What’s so enthralling about Synetic Theater’s production of The Fall of the House of Usher, is how thoroughly it braids conventional theater with dance and performance art. Director Paata Tsikurishvili creates a fusion so complete, he produces a whole new genre of storytelling. And if this sounds like a highbrow nightmare, rest assured that what it actually means for the viewer is an absolute feast for the senses. It may not please the more literal-minded, of course, but no one will be bored. Indeed, for those experienced in the demands of Shakespeare and the sometimes deeply embedded subtexts of contemporary (and, of course, irresistibly wordy) drama, it is really quite amazing to find oneself using a wholly different set of story-processing ”muscles.”
Poe(try) in motion: Marzullo and Koval
Still, Usher‘s is not so abstract a staging that we do not have timeline, plot and character. None are typically interpreted, but the points of reference are strong enough to reveal the bones, if you will, of Edgar Allen Poe’s strange saga of the Usher family and their demise. So even if the dramatic leads blend drama and dance in their performances and the ”House” (as in the family name and the physical walls which contain them) consists of a body of dancers, the narrative never wavers. It may wander into mood or concept, but it is never lost from the stage.
Irina Koval as Madeline, one of the two downwardly spiraling Ushers, and Theodore M. Snead as Edgar, the Usher’s unsuspecting visitor, are the strongest dramatic anchors. Snead is a particular standout with his extremely subtle emotional range and his ability to transmit Edgar even at the production’s most abstract moments. He is the kind of actor who, quietly and utterly without ego, steals every scene. Koval, who expresses her Madeline in movement more than in voice, goes a little Hollywood with a few gestures, but otherwise very imaginatively captures the feverish hell of her character’s existence.

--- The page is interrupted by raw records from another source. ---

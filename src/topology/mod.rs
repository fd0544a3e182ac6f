//! Cluster topology discovery: periodic probing of a fixed DSN list,
//! role classification and RTT ranking, published as lock-free snapshots.

use secrecy::SecretString;
use serde::Serialize;
use std::time::Duration;

pub mod discovery;
pub mod probe;
pub mod sync_names;
pub mod views;

pub use discovery::Discovery;
pub use views::{AliveByRtt, IndicesByRole, TopologyViews};

/// Deadline covering one whole probe (connect + queries).
pub const DEFAULT_PROBE_TIMEOUT: Duration = Duration::from_secs(1);

/// Cadence of the discovery loop.
pub const DEFAULT_DISCOVERY_INTERVAL: Duration = Duration::from_secs(1);

/// `application_name` set on probe connections so they are identifiable in
/// `pg_stat_activity` and server logs.
pub const PROBE_APPLICATION_NAME: &str = "pg_topology_probe";

/// Name of the periodic discovery task in logs and traces.
pub const DISCOVERY_TASK_NAME: &str = "topology_discovery";

/// Role a host was observed in during the last discovery cycle.
#[derive(Clone, Copy, Debug, PartialEq, Eq, Hash, Serialize)]
#[serde(rename_all = "snake_case")]
pub enum HostRole {
    /// Unreachable or not probed yet.
    Unknown,
    /// Primary, accepts writes.
    Master,
    /// Asynchronous replica.
    Slave,
    /// Replica listed in the master's `synchronous_standby_names`.
    SyncSlave,
}

impl HostRole {
    #[must_use]
    pub const fn as_str(self) -> &'static str {
        match self {
            Self::Unknown => "unknown",
            Self::Master => "master",
            Self::Slave => "slave",
            Self::SyncSlave => "sync_slave",
        }
    }
}

/// Discovery parameters. DSN order is significant: hosts are referred to by
/// their position in this list everywhere else.
#[derive(Debug)]
pub struct Settings {
    pub dsns: Vec<SecretString>,
    pub probe_timeout: Duration,
    pub discovery_interval: Duration,
}

impl Settings {
    #[must_use]
    pub fn new(dsns: Vec<SecretString>) -> Self {
        Self {
            dsns,
            probe_timeout: DEFAULT_PROBE_TIMEOUT,
            discovery_interval: DEFAULT_DISCOVERY_INTERVAL,
        }
    }

    #[must_use]
    pub const fn with_probe_timeout(mut self, timeout: Duration) -> Self {
        self.probe_timeout = timeout;
        self
    }

    #[must_use]
    pub const fn with_discovery_interval(mut self, interval: Duration) -> Self {
        self.discovery_interval = interval;
        self
    }
}
use crate::server::{GIT_COMMIT_HASH, TopologyState};
use axum::{
    body::Body,
    extract::Extension,
    http::{HeaderMap, HeaderValue, Method, StatusCode},
    response::{IntoResponse, Json},
};
use serde::{Deserialize, Serialize};
use tracing::debug;

#[derive(Serialize, Deserialize, Debug)]
pub struct Health {
    #[serde(skip_serializing_if = "Option::is_none")]
    commit: Option<String>,
    name: String,
    version: String,
    cluster: String,
    alive_hosts: usize,
}

fn build_health(alive_hosts: usize) -> Health {
    Health {
        commit: GIT_COMMIT_HASH.map(String::from),
        name: env!("CARGO_PKG_NAME").to_string(),
        version: env!("CARGO_PKG_VERSION").to_string(),
        cluster: if alive_hosts > 0 { "ok" } else { "unreachable" }.to_string(),
        alive_hosts,
    }
}

// X-App: name:version[:shorthash]
fn app_headers(health: &Health) -> HeaderMap {
    let short_hash = health
        .commit
        .as_deref()
        .filter(|s| s.len() > 7)
        .map(|s| s.get(0..7).unwrap_or(""))
        .unwrap_or("");

    let header_value = if short_hash.is_empty() {
        format!("{}:{}", health.name, health.version)
    } else {
        format!("{}:{}:{}", health.name, health.version, short_hash)
    };

    let mut headers = HeaderMap::new();
    match header_value.parse::<HeaderValue>() {
        Ok(value) => {
            headers.insert("X-App", value);
        }
        Err(error) => {
            debug!(%error, "failed to build X-App header");
        }
    }
    headers
}

/// Health of the discoverer as seen from its views: `200` while at least one
/// host is alive, `503` when the whole cluster is unreachable. OPTIONS gets
/// the status and headers without a body.
pub async fn health(
    method: Method,
    Extension(state): Extension<TopologyState>,
) -> impl IntoResponse {
    let alive_hosts = state.views.alive_by_rtt().len();
    let health = build_health(alive_hosts);
    let headers = app_headers(&health);

    let body = if method == Method::GET {
        Json(&health).into_response().into_body()
    } else {
        Body::empty()
    };

    let status = if alive_hosts > 0 {
        StatusCode::OK
    } else {
        StatusCode::SERVICE_UNAVAILABLE
    };

    (status, headers, body)
}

Greg Marzullo as Madeline’s brother Roderick, who invites Edgar into the maelstrom, is unfortunately somewhat less effective. Although he has presence, his voice is just affected enough to be a distraction. As Snead demonstrates, though it may be Poe and creepy, it just isn’t necessary to go ”trans-Atlantic” on the intonation. Marzullo also has a slight tendency to over-act and that diminished his believability. Which highlights yet another remarkable thing about this piece — though it is loud and seriously visual, there is not only plenty of space for subtlety, the interpretation demands it.
Of the House, Marissa Molnar and Renata Loman bring extra layers of spatial intrigue to their performances and both deliver exceptional poise and fluid movement in their dance. As a whole, the entire House moves with gorgeous, connected tension, both when they are in synch and when they break open. Thanks to Irina Tsikurishvili’s choreography, they are a joy to experience. Philip Fletcher as the House’s powerful Servant gives a strikingly memorable mimed performance.
|THE FALL OF THE HOUSE OF USHER
To Oct. 31
1611 N. Kent St.
A large part of Usher is the music of Konstantine Lortkipanidze and the sound design of both he and Irakli Kavsadze. Though it is one tiny iota too loud, the textures, moods and, indeed, occasional auditory humor, is wonderful. It’s highly accessible without sacrificing a strong intellectual component.
Synetic is a small, obviously tightly knit company with a devout following and an impressive and growing national profile. Tsikurishvili, who serves as artistic director, clearly has a fascinating vision for the company. Seeing a production of this quality in the spacious but extremely low-key Rosslyn Spectrum makes for a transporting and most un-Washington evening. Don’t miss it.